Start of RECORDS FOR THE EXERCISE

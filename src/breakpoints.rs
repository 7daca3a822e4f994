//! Breakpoint synchroniser (C10, §4.10).
//!
//! The authoritative state is the set of `Breakpoint` entities a `Source`
//! owns; this module reconciles that set into per-session
//! `BreakpointBinding`s via `setBreakpoints`, serialised per (session,
//! source) pair the way the teacher's `tcp_attach.rs` serialises connect
//! attempts through a single in-flight guard — here the guard is the
//! crate's own [`crate::task::Mutex`] (O3).

use std::cell::RefCell;
use std::collections::HashMap;
use std::rc::Rc;

use crate::error::DapResult;
use crate::graph::entities::{Breakpoint, BreakpointBinding, Ref, Session, Source};
use crate::graph::Store;
use crate::identity::Uri;
use crate::protocol::{ProtocolClient, SetBreakpointsArguments, SetBreakpointsResponseBody, SourceBreakpoint, SourceRef};
use crate::task::Mutex as TaskMutex;

/// Owns one FIFO mutex per (session id, source key) pair so concurrent
/// triggers for the same pair (an `enable()` racing a `loadedSource` event,
/// say) serialise rather than interleave their `setBreakpoints` calls.
#[derive(Default)]
pub struct Synchroniser {
    mutexes: RefCell<HashMap<(String, String), TaskMutex>>,
}

impl Synchroniser {
    pub fn new() -> Self {
        Self::default()
    }

    fn mutex_for(&self, session_id: &str, source_key: &str) -> TaskMutex {
        let key = (session_id.to_string(), source_key.to_string());
        if let Some(m) = self.mutexes.borrow().get(&key) {
            return m.clone();
        }
        let m = TaskMutex::new();
        self.mutexes.borrow_mut().insert(key, m.clone());
        m
    }
}

fn find_binding(bp: &Ref<Breakpoint>, session_id: &str) -> Option<Ref<BreakpointBinding>> {
    bp.borrow().bindings.snapshot().into_iter().find(|b| {
        b.borrow().session.upgrade().map(|s| s.borrow().id.clone()).as_deref() == Some(session_id)
    })
}

/// Runs the sync algorithm for one (session, source) pair: diffs the
/// enabled `Breakpoint`s under `source` against the session's current
/// bindings and issues exactly one `setBreakpoints` call reflecting the
/// state at lock-acquisition time (O3).
pub async fn sync_source(
    client: &ProtocolClient,
    store: &Rc<Store>,
    session: &Ref<Session>,
    source: &Ref<Source>,
    sync: &Synchroniser,
) -> DapResult<()> {
    let session_id = session.borrow().id.clone();
    let source_key = source.borrow().key.clone();
    let mutex = sync.mutex_for(&session_id, &source_key);
    let _permit = mutex.lock().await;

    let all = source.borrow().breakpoints.snapshot();
    let disabled: Vec<Ref<Breakpoint>> = all.iter().filter(|b| !b.borrow().enabled.get()).cloned().collect();
    let mut enabled: Vec<Ref<Breakpoint>> = all.iter().filter(|b| b.borrow().enabled.get()).cloned().collect();
    enabled.sort_by_key(|b| {
        let b = b.borrow();
        (b.line.get(), b.column.get().unwrap_or(i64::MIN))
    });

    let descriptors: Vec<SourceBreakpoint> = enabled
        .iter()
        .map(|bp| {
            let bp = bp.borrow();
            SourceBreakpoint {
                line: bp.line.get(),
                column: bp.column.get(),
                condition: bp.condition.get(),
                hit_condition: bp.hit_condition.get(),
                log_message: bp.log_message.get(),
            }
        })
        .collect();

    let (path, name) = {
        let s = source.borrow();
        (s.path.get(), s.name.get())
    };
    let args = SetBreakpointsArguments {
        source: SourceRef { path, name: Some(name), source_reference: None },
        breakpoints: Some(descriptors),
    };

    let body: SetBreakpointsResponseBody = client.request_typed("setBreakpoints", args, None).await?;

    // I6: a disabled Breakpoint owns no binding in any session. Applied
    // only once the call above has actually succeeded, so a cancelled
    // setBreakpoints leaves binding state unchanged (§4.4 cancellation).
    for bp in &disabled {
        if let Some(binding) = find_binding(bp, &session_id) {
            let uri = binding.borrow().uri.clone();
            bp.borrow().bindings.unlink(&binding);
            store.mark_deleted(&uri);
        }
    }

    for (bp, wire) in enabled.iter().zip(body.breakpoints.iter()) {
        let binding = match find_binding(bp, &session_id) {
            Some(b) => b,
            None => {
                let (source_path, line, column) = {
                    let b = bp.borrow();
                    (b.source_key.clone(), b.line.get(), b.column.get())
                };
                let uri = Uri::BreakpointBinding { session_id: session_id.clone(), source_path, line, column }.render();
                let binding = BreakpointBinding::new(uri.clone(), session, bp);
                bp.borrow().bindings.link(binding.clone());
                store.register(uri, crate::graph::store::AnyEntity::BreakpointBinding(binding.clone()));
                binding
            }
        };
        let b = binding.borrow();
        b.adapter_id.set(wire.id);
        b.verified.set(wire.verified);
        b.actual_line.set(wire.line);
        b.actual_column.set(wire.column);
        b.message.set(wire.message.clone());
    }

    Ok(())
}

/// Runs [`sync_source`] for every Source with at least one Breakpoint
/// (enabled or not — a source whose last enabled breakpoint was just
/// disabled still needs the clearing call), used from
/// `beforeConfigurationDone` and on session termination.
pub async fn sync_all(client: &ProtocolClient, store: &Rc<Store>, session: &Ref<Session>, sync: &Synchroniser) -> DapResult<()> {
    for source in store.sources.snapshot() {
        if !source.borrow().breakpoints.is_empty() {
            sync_source(client, store, session, &source, sync).await?;
        }
    }
    Ok(())
}

/// On `stopped(reason=breakpoint, hitBreakpointIds)`: marks the referenced
/// bindings hit (§4.10 "Hit tracking"). Linear in the number of breakpoint
/// bindings in the store, which is acceptable for a stop event (not a hot
/// path).
pub fn mark_hits(store: &Rc<Store>, session: &Ref<Session>, hit_ids: &[i64]) {
    let session_id = session.borrow().id.clone();
    for source in store.sources.snapshot() {
        for bp in source.borrow().breakpoints.snapshot() {
            if let Some(binding) = find_binding(&bp, &session_id) {
                let adapter_id = binding.borrow().adapter_id.get();
                if adapter_id.map(|id| hit_ids.contains(&id)).unwrap_or(false) {
                    binding.borrow().hit.set(true);
                }
            }
        }
    }
}

/// On `continued` for the owning thread: clears every hit flag in the
/// session (I7 — a binding's `hit` is cleared on the next continued/resume
/// of its owning thread; this crate clears session-wide on any continue,
/// which is a superset-safe approximation since a binding can only be hit
/// while its session is stopped).
pub fn clear_hits(store: &Rc<Store>, session: &Ref<Session>) {
    let session_id = session.borrow().id.clone();
    for source in store.sources.snapshot() {
        for bp in source.borrow().breakpoints.snapshot() {
            if let Some(binding) = find_binding(&bp, &session_id) {
                binding.borrow().hit.set(false);
            }
        }
    }
}

/// On `breakpoint{reason=changed}`: updates the binding matching the
/// wire-reported adapter id.
pub fn update_binding(store: &Rc<Store>, session: &Ref<Session>, adapter_id: i64, verified: bool, line: Option<i64>, column: Option<i64>, message: Option<String>) {
    let session_id = session.borrow().id.clone();
    for source in store.sources.snapshot() {
        for bp in source.borrow().breakpoints.snapshot() {
            if let Some(binding) = find_binding(&bp, &session_id) {
                if binding.borrow().adapter_id.get() == Some(adapter_id) {
                    let b = binding.borrow();
                    b.verified.set(verified);
                    b.actual_line.set(line);
                    b.actual_column.set(column);
                    b.message.set(message.clone());
                    return;
                }
            }
        }
    }
}

#[cfg(test)]
mod tests {
    use super::*;
    use crate::graph::entities::Source;
    use crate::transport::Transport;
    use serde_json::json;
    use tokio::task::LocalSet;

    #[tokio::test]
    async fn sync_source_creates_bindings_in_response_order() {
        LocalSet::new()
            .run_until(async {
                let store = Store::new();
                let session = Session::new("session:xotat".into(), "xotat".into(), "test".into(), None);
                store.sessions.link(session.clone());
                store.register("session:xotat".into(), crate::graph::store::AnyEntity::Session(session.clone()));

                let source = Source::new("source:/x/hello.py".into(), "/x/hello.py".into(), Some("/x/hello.py".into()), "hello.py".into());
                store.sources.link(source.clone());

                let bp1 = Breakpoint::new("breakpoint:/x/hello.py:3:_".into(), &source, "/x/hello.py".into(), 3, None, None, None, None);
                Source::link_breakpoint(&source, bp1.clone());
                let bp2 = Breakpoint::new("breakpoint:/x/hello.py:5:_".into(), &source, "/x/hello.py".into(), 5, None, None, None, None);
                Source::link_breakpoint(&source, bp2.clone());

                let (client_transport, mut adapter_transport) = Transport::mock_pair(8192);
                let client = ProtocolClient::start(client_transport);

                crate::task::spawn(
                    async move {
                        let req = adapter_transport.recv().await.unwrap().unwrap();
                        let seq = req["seq"].as_i64().unwrap();
                        let resp = json!({
                            "seq": 1, "type": "response", "request_seq": seq, "success": true,
                            "command": "setBreakpoints",
                            "body": {"breakpoints": [
                                {"id": 1, "verified": true, "line": 3},
                                {"id": 2, "verified": true, "line": 5}
                            ]}
                        });
                        adapter_transport.send(&resp).await.unwrap();
                    },
                    None,
                );

                let sync = Synchroniser::new();
                sync_source(&client, &store, &session, &source, &sync).await.unwrap();

                assert!(find_binding(&bp1, "xotat").unwrap().borrow().verified.get());
                assert!(find_binding(&bp2, "xotat").unwrap().borrow().verified.get());
            })
            .await;
    }

    #[tokio::test]
    async fn disabling_a_breakpoint_unlinks_its_binding() {
        LocalSet::new()
            .run_until(async {
                let store = Store::new();
                let session = Session::new("session:xotat".into(), "xotat".into(), "test".into(), None);
                store.sessions.link(session.clone());

                let source = Source::new("source:/x/hello.py".into(), "/x/hello.py".into(), None, "hello.py".into());
                let bp = Breakpoint::new("breakpoint:/x/hello.py:3:_".into(), &source, "/x/hello.py".into(), 3, None, None, None, None);
                Source::link_breakpoint(&source, bp.clone());

                let binding = BreakpointBinding::new("bpbinding:xotat:/x/hello.py:3:_".into(), &session, &bp);
                bp.borrow().bindings.link(binding);
                assert_eq!(bp.borrow().bindings.len(), 1);

                bp.borrow().enabled.set(false);

                let (client_transport, mut adapter_transport) = Transport::mock_pair(8192);
                let client = ProtocolClient::start(client_transport);
                crate::task::spawn(
                    async move {
                        let req = adapter_transport.recv().await.unwrap().unwrap();
                        let seq = req["seq"].as_i64().unwrap();
                        adapter_transport
                            .send(&json!({"seq": 1, "type": "response", "request_seq": seq, "success": true, "command": "setBreakpoints", "body": {"breakpoints": []}}))
                            .await
                            .unwrap();
                    },
                    None,
                );

                let sync = Synchroniser::new();
                sync_source(&client, &store, &session, &source, &sync).await.unwrap();
                assert_eq!(bp.borrow().bindings.len(), 0);
            })
            .await;
    }

    /// §4.4: "A cancelled setBreakpoints leaves the binding state
    /// unchanged." The disable-and-unlink step must not run until the wire
    /// round trip actually succeeds, or a call cancelled mid-flight leaves
    /// the binding unlinked with no adapter exchange to justify it.
    #[tokio::test]
    async fn cancelling_mid_flight_leaves_a_disabled_breakpoints_binding_untouched() {
        LocalSet::new()
            .run_until(async {
                let store = Store::new();
                let session = Session::new("session:xotat".into(), "xotat".into(), "test".into(), None);
                store.sessions.link(session.clone());

                let source = Source::new("source:/x/hello.py".into(), "/x/hello.py".into(), None, "hello.py".into());
                let bp = Breakpoint::new("breakpoint:/x/hello.py:3:_".into(), &source, "/x/hello.py".into(), 3, None, None, None, None);
                Source::link_breakpoint(&source, bp.clone());

                let binding_uri = "bpbinding:xotat:/x/hello.py:3:_".to_string();
                let binding = BreakpointBinding::new(binding_uri.clone(), &session, &bp);
                bp.borrow().bindings.link(binding.clone());
                store.register(binding_uri.clone(), crate::graph::store::AnyEntity::BreakpointBinding(binding));
                bp.borrow().enabled.set(false);

                let (client_transport, mut adapter_transport) = Transport::mock_pair(8192);
                let client = ProtocolClient::start(client_transport);

                // Consumes the setBreakpoints request but never answers it,
                // so sync_source is left awaiting the response when cancelled.
                crate::task::spawn(
                    async move {
                        let _ = adapter_transport.recv().await;
                    },
                    None,
                );

                let store2 = store.clone();
                let sync = Synchroniser::new();
                let handle = crate::task::spawn(
                    async move { sync_source(&client, &store2, &session, &source, &sync).await },
                    None,
                );
                for _ in 0..5 {
                    tokio::task::yield_now().await;
                }
                handle.cancel();
                for _ in 0..5 {
                    tokio::task::yield_now().await;
                }

                assert_eq!(bp.borrow().bindings.len(), 1, "the binding must still be linked after a cancelled call");
                assert!(store.resolve(&binding_uri).is_ok(), "the binding must not have been marked deleted");
            })
            .await;
    }
}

End of RECORDS FOR THE EXERCISE

> _TASK STATEMENT_
The listing above holds a line with "use std::collections::HashMap;" and a line with "fn mutex_for(&self, session_id: &str, source_key: &str)". Print the stretch from the first through the second, exactly and alone.

> _OUTPUT OF THE TASK_
use std::collections::HashMap;
use std::rc::Rc;

use crate::error::DapResult;
use crate::graph::entities::{Breakpoint, BreakpointBinding, Ref, Session, Source};
use crate::graph::Store;
use crate::identity::Uri;
use crate::protocol::{ProtocolClient, SetBreakpointsArguments, SetBreakpointsResponseBody, SourceBreakpoint, SourceRef};
use crate::task::Mutex as TaskMutex;

/// Owns one FIFO mutex per (session id, source key) pair so concurrent
/// triggers for the same pair (an `enable()` racing a `loadedSource` event,
/// say) serialise rather than interleave their `setBreakpoints` calls.
#[derive(Default)]
pub struct Synchroniser {
    mutexes: RefCell<HashMap<(String, String), TaskMutex>>,
}

impl Synchroniser {
    pub fn new() -> Self {
        Self::default()
    }

    fn mutex_for(&self, session_id: &str, source_key: &str) -> TaskMutex {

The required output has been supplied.